Dexter J Gabriel
Dexter was born in Queens, New York, and has lived alternatively in diverse locales from the American South to the West Indies.
With a profound interest in history, he received his first MA from Texas State University, where his research focused on issues of gender, resistance, and slavery in the antebellum South through the oral history archives of former slaves. His thesis, "Violent Women, Violent Culture: Gender and Resistance in the WPA Narratives of the Federal Writer's Project, 1936-1940," won the B.R. Brunson Award in History for Best Thesis in 2004.
Dexter is currently a doctoral candidate in history at Stony Brook University in New York. His dissertation, "A West Indian Jubilee in America: British Emancipation and the American Abolition Movement," examines the impact of British Emancipation on American abolitionism and free African-American communities from the 1830s through the 1860s through the rhetorical exchanges that took place within the trans-Atlantic space of the United States, England, and the West Indies with the passage of the British Act of Abolition in 1833. As his research argues, the free Anglo-Caribbean became an important site of possibility for American abolitionists and free African-Americansan experiment for the potential of freedom in the antebellum United States, as a crusade was waged to control perceptions of the emancipated British West Indies as a testing ground for the triumph of economic progress, moral reform, and the possibilities of a radical racial democracy.
Towards this end, Dexter has conducted research in New York, Massachusetts, Pennsylvania, Washington, DC, London, and within the West Indies. He has recently been named an upcoming research fellow in residency at the Library Company of Philadelphia, to be completed during summer 2015.
During his graduate tenure, Dexter has presented academic papers at historical conferences and contributed to historical encyclopedias and texts.
He has also been afforded opportunities to teach on the collegiate level on topics ranging from comparative slavery to media depictions of slavery, Black Atlantic communities, the Haitian Revolution, African-American history, and more at SUNY Stony Brook, George Mason University, and the University of Maryland University College. In this time, he has worked with both traditional and nontraditional students from diverse communities, gaining a wealth of experience in helping both teach and navigate their collegiate careers.
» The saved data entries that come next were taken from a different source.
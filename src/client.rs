use anyhow::Result;
use reqwest::Client;
use serde::{Deserialize, Serialize};
use serde_json::Value;
use std::time::{Duration, Instant};
use thiserror::Error;

use crate::extract::{extract_text, truncate};
use crate::metrics::ErrorKind;

/// Longest response body kept in an HTTP error message.
const MAX_ERROR_BODY_CHARS: usize = 512;

#[derive(Error, Debug)]
pub enum ClientError {
    #[error("Connection error: {0}")]
    Connection(String),

    #[error("HTTP {status}: {message}")]
    Http4xx { status: u16, message: String },

    #[error("HTTP {status}: {message}")]
    Http5xx { status: u16, message: String },

    #[error("Parse error: {0}")]
    Parse(String),

    #[error("Timeout after {0:?}")]
    Timeout(Duration),

    #[error("{0}")]
    Extraction(#[from] crate::extract::ExtractionError),

    #[error("No models returned from {0}/models")]
    NoModelsAvailable(String),

    #[error("Other error: {0}")]
    Other(String),
}

impl ClientError {
    pub fn kind(&self) -> ErrorKind {
        match self {
            ClientError::Connection(_) => ErrorKind::Connection,
            ClientError::Http4xx { .. } => ErrorKind::Http4xx,
            ClientError::Http5xx { .. } => ErrorKind::Http5xx,
            ClientError::Parse(_) => ErrorKind::Parse,
            ClientError::Timeout(_) => ErrorKind::Timeout,
            ClientError::Extraction(_) => ErrorKind::Extraction,
            ClientError::NoModelsAvailable(_) | ClientError::Other(_) => ErrorKind::Other,
        }
    }

    fn from_status(status: u16, body: &str) -> Self {
        let message = truncate(body.trim(), MAX_ERROR_BODY_CHARS);
        match ErrorKind::from_status(status) {
            ErrorKind::Http4xx => ClientError::Http4xx { status, message },
            ErrorKind::Http5xx => ClientError::Http5xx { status, message },
            _ => ClientError::Other(format!("HTTP {}: {}", status, message)),
        }
    }

    fn from_reqwest(error: reqwest::Error, timeout: Duration) -> Self {
        if error.is_timeout() {
            ClientError::Timeout(timeout)
        } else if error.is_connect() {
            ClientError::Connection(error.to_string())
        } else if error.is_request() {
            // Check if this is a connection-related request error
            let err_msg = error.to_string();
            if err_msg.contains("connection closed")
                || err_msg.contains("connection reset")
                || err_msg.contains("broken pipe")
                || err_msg.contains("connection refused")
            {
                ClientError::Connection(format!("Request error: {}", error))
            } else {
                ClientError::Other(format!("Request error: {}", error))
            }
        } else if error.is_decode() || error.is_body() {
            ClientError::Parse(error.to_string())
        } else {
            ClientError::Other(error.to_string())
        }
    }
}

#[derive(Debug, Clone, PartialEq, Serialize, Deserialize)]
pub struct Message {
    pub role: String,
    pub content: String,
}

// Request body for the OpenAI Chat Completions API
#[derive(Debug, Clone, Serialize)]
pub struct ChatCompletionRequest<'a> {
    pub model: &'a str,
    pub messages: &'a [Message],
    pub temperature: f64,
    pub max_tokens: u32,
}

// Models list response
#[derive(Debug, Clone, Deserialize)]
pub struct ModelsResponse {
    #[serde(default)]
    pub data: Vec<Model>,
}

#[derive(Debug, Clone, Deserialize)]
pub struct Model {
    pub id: String,
}

/// Everything needed to issue one chat-completion call.
#[derive(Debug, Clone)]
pub struct RequestParams {
    /// API root of the target, already normalized (see [`normalize_api_url`])
    pub endpoint_url: String,
    pub model: String,
    pub messages: Vec<Message>,
    pub temperature: f64,
    pub max_tokens: u32,
    pub timeout: Duration,
}

/// The recorded result of one request attempt.
#[derive(Debug, Clone, PartialEq, Serialize, Deserialize)]
pub struct RequestOutcome {
    pub model: String,
    pub latency_ms: f64,
    /// HTTP status, absent when no response was received
    pub status: Option<u16>,
    #[serde(skip_serializing_if = "Option::is_none")]
    pub text: Option<String>,
    #[serde(skip_serializing_if = "Option::is_none")]
    pub usage: Option<Value>,
    #[serde(skip_serializing_if = "Option::is_none")]
    pub error: Option<String>,
    #[serde(skip_serializing_if = "Option::is_none")]
    pub error_kind: Option<ErrorKind>,
}

impl RequestOutcome {
    fn failed(model: &str, latency_ms: f64, status: Option<u16>, error: ClientError) -> Self {
        Self {
            model: model.to_string(),
            latency_ms,
            status,
            text: None,
            usage: None,
            error_kind: Some(error.kind()),
            error: Some(error.to_string()),
        }
    }

    pub fn is_success(&self) -> bool {
        self.status == Some(200)
    }
}

/// Configuration for creating a [`ChatClient`].
#[derive(Debug, Clone)]
pub struct ClientConfig {
    /// Connection pool size (should match concurrency for optimal performance)
    pub pool_size: usize,
}

impl Default for ClientConfig {
    fn default() -> Self {
        Self { pool_size: 1 }
    }
}

/// HTTP client for OpenAI-compatible chat-completion servers.
///
/// The client is not bound to a target: every call names its endpoint, so a
/// single pool serves both legs of an A/B comparison.
#[derive(Debug, Clone)]
pub struct ChatClient {
    client: Client,
}

impl ChatClient {
    /// Creates a new client with connection pooling.
    ///
    /// # Examples
    ///
    /// ```no_run
    /// use slm_bench::client::{ChatClient, ClientConfig};
    ///
    /// let client = ChatClient::new(ClientConfig { pool_size: 8 }).unwrap();
    /// ```
    pub fn new(config: ClientConfig) -> Result<Self> {
        let client = Client::builder()
            .pool_max_idle_per_host(config.pool_size) // Match concurrency for optimal connection reuse
            .pool_idle_timeout(Duration::from_secs(300))
            .tcp_keepalive(Duration::from_secs(60))
            .build()?;

        Ok(Self { client })
    }

    /// Issues one chat-completion call and records how it went.
    ///
    /// Never fails: transport errors, timeouts, non-2xx statuses and
    /// unreadable bodies all land in the returned outcome. Latency covers
    /// sending the request and reading the whole response body.
    pub async fn send(&self, params: &RequestParams) -> RequestOutcome {
        let url = format!("{}/chat/completions", params.endpoint_url);
        let body = ChatCompletionRequest {
            model: &params.model,
            messages: &params.messages,
            temperature: params.temperature,
            max_tokens: params.max_tokens,
        };

        let started = Instant::now();
        let response = self
            .client
            .post(&url)
            .json(&body)
            .timeout(params.timeout)
            .send()
            .await;

        let response = match response {
            Ok(response) => response,
            Err(e) => {
                let error = ClientError::from_reqwest(e, params.timeout);
                return RequestOutcome::failed(&params.model, elapsed_ms(started), None, error);
            }
        };

        let status = response.status();
        let bytes = response.bytes().await;
        let latency_ms = elapsed_ms(started);
        let status_code = status.as_u16();

        let bytes = match bytes {
            Ok(bytes) => bytes,
            Err(e) => {
                let error = ClientError::from_reqwest(e, params.timeout);
                return RequestOutcome::failed(&params.model, latency_ms, Some(status_code), error);
            }
        };

        // Only a 200 carries a completion; other 2xx and 3xx land in `Other`
        if status_code != 200 {
            let error = ClientError::from_status(status_code, &String::from_utf8_lossy(&bytes));
            return RequestOutcome::failed(&params.model, latency_ms, Some(status_code), error);
        }

        let payload: Value = match serde_json::from_slice(&bytes) {
            Ok(payload) => payload,
            Err(e) => {
                let error = ClientError::Parse(e.to_string());
                return RequestOutcome::failed(&params.model, latency_ms, Some(status_code), error);
            }
        };

        let usage = payload.get("usage").filter(|usage| !usage.is_null()).cloned();
        let (text, error) = match extract_text(&payload) {
            Ok(text) => (Some(text), None),
            Err(e) => (None, Some(ClientError::from(e))),
        };

        RequestOutcome {
            model: params.model.clone(),
            latency_ms,
            status: Some(status_code),
            text,
            usage,
            error_kind: error.as_ref().map(ClientError::kind),
            error: error.map(|e| e.to_string()),
        }
    }

    /// Lists the models served at `api_url`.
    pub async fn list_models(&self, api_url: &str, timeout: Duration) -> Result<Vec<Model>> {
        let url = format!("{}/models", api_url);

        let response = self
            .client
            .get(&url)
            .timeout(timeout)
            .send()
            .await
            .map_err(|e| anyhow::anyhow!("Failed to query models endpoint {}: {}", url, e))?;

        if !response.status().is_success() {
            let status = response.status();
            let text = response
                .text()
                .await
                .unwrap_or_else(|_| "Unable to read response".to_string());
            anyhow::bail!("Models endpoint {} returned {}: {}", url, status, text);
        }

        let models_response: ModelsResponse = response
            .json()
            .await
            .map_err(|e| anyhow::anyhow!("Failed to parse models response: {}", e))?;

        Ok(models_response.data)
    }

    /// Returns the first model listed by the server.
    ///
    /// Fails with [`ClientError::NoModelsAvailable`] when the listing is empty.
    pub async fn detect_model(&self, api_url: &str, timeout: Duration) -> Result<String> {
        let models = self.list_models(api_url, timeout).await?;

        let Some(first) = models.first() else {
            return Err(ClientError::NoModelsAvailable(api_url.to_string()).into());
        };

        if models.len() > 1 {
            log::info!("Found {} models at {}, using: {}", models.len(), api_url, first.id);
            log::debug!(
                "Available models: {:?}",
                models.iter().map(|m| &m.id).collect::<Vec<_>>()
            );
        } else {
            log::info!("Detected model at {}: {}", api_url, first.id);
        }

        Ok(first.id.clone())
    }

    /// Uses `model` when given, otherwise asks the server.
    pub async fn resolve_model(
        &self,
        api_url: &str,
        model: Option<&str>,
        timeout: Duration,
    ) -> Result<String> {
        match model {
            Some(model) => Ok(model.to_string()),
            None => {
                log::info!("Model not specified, querying {}/models", api_url);
                self.detect_model(api_url, timeout).await
            }
        }
    }

    /// Waits for the server to answer `GET {api_url}/models` successfully.
    ///
    /// Polls every `retry_interval`, each probe bounded by `probe_timeout`,
    /// until `total_timeout` has elapsed.
    pub async fn check_server_ready(
        &self,
        api_url: &str,
        total_timeout: Duration,
        retry_interval: Duration,
        probe_timeout: Duration,
    ) -> Result<()> {
        let start_time = Instant::now();
        let mut attempt = 0;

        log::info!("Waiting for server to be ready at {}...", api_url);

        loop {
            attempt += 1;
            log::debug!("Server readiness check attempt {}: GET {}/models", attempt, api_url);

            match self.list_models(api_url, probe_timeout).await {
                Ok(models) => {
                    log::info!(
                        "Server is ready ({} model{} available after {:.1}s)",
                        models.len(),
                        if models.len() == 1 { "" } else { "s" },
                        start_time.elapsed().as_secs_f64()
                    );
                    return Ok(());
                }
                Err(e) => {
                    log::debug!("Models endpoint not ready: {}", e);
                }
            }

            let remaining = total_timeout.saturating_sub(start_time.elapsed());
            if remaining.is_zero() {
                anyhow::bail!(
                    "Server not ready at {}/models after {}s",
                    api_url,
                    total_timeout.as_secs()
                );
            }

            // Log progress every ~30 seconds at the default interval
            if attempt % 15 == 0 {
                log::info!(
                    "Still waiting for server (elapsed: {:.0}s, timeout: {:.0}s)...",
                    start_time.elapsed().as_secs_f64(),
                    total_timeout.as_secs_f64()
                );
            }

            tokio::time::sleep(retry_interval.min(remaining)).await;
        }
    }
}

/// Turns a user-supplied target URL into the API root used for requests.
///
/// Trailing slashes are removed and `/v1` is appended when missing, so both
/// `http://host:8000` and `http://host:8000/v1/` become
/// `http://host:8000/v1`.
pub fn normalize_api_url(url: &str) -> String {
    let url = url.trim().trim_end_matches('/');
    if url.ends_with("/v1") {
        url.to_string()
    } else {
        format!("{}/v1", url)
    }
}

fn elapsed_ms(started: Instant) -> f64 {
    started.elapsed().as_secs_f64() * 1000.0
}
As the son of Afro-Caribbean immigrants, Dexter has both lived and been exposed to cultural and regional diversity which informs his professional outlook. He has translated his academic work into the social arena through invited panels, lectures, articles, and interviews as diverse as the Federal Reserve Bank of Virginia to Voice of America and BBC America. He has also worked with community organizations whose focus is to better enrich lives through the use of history.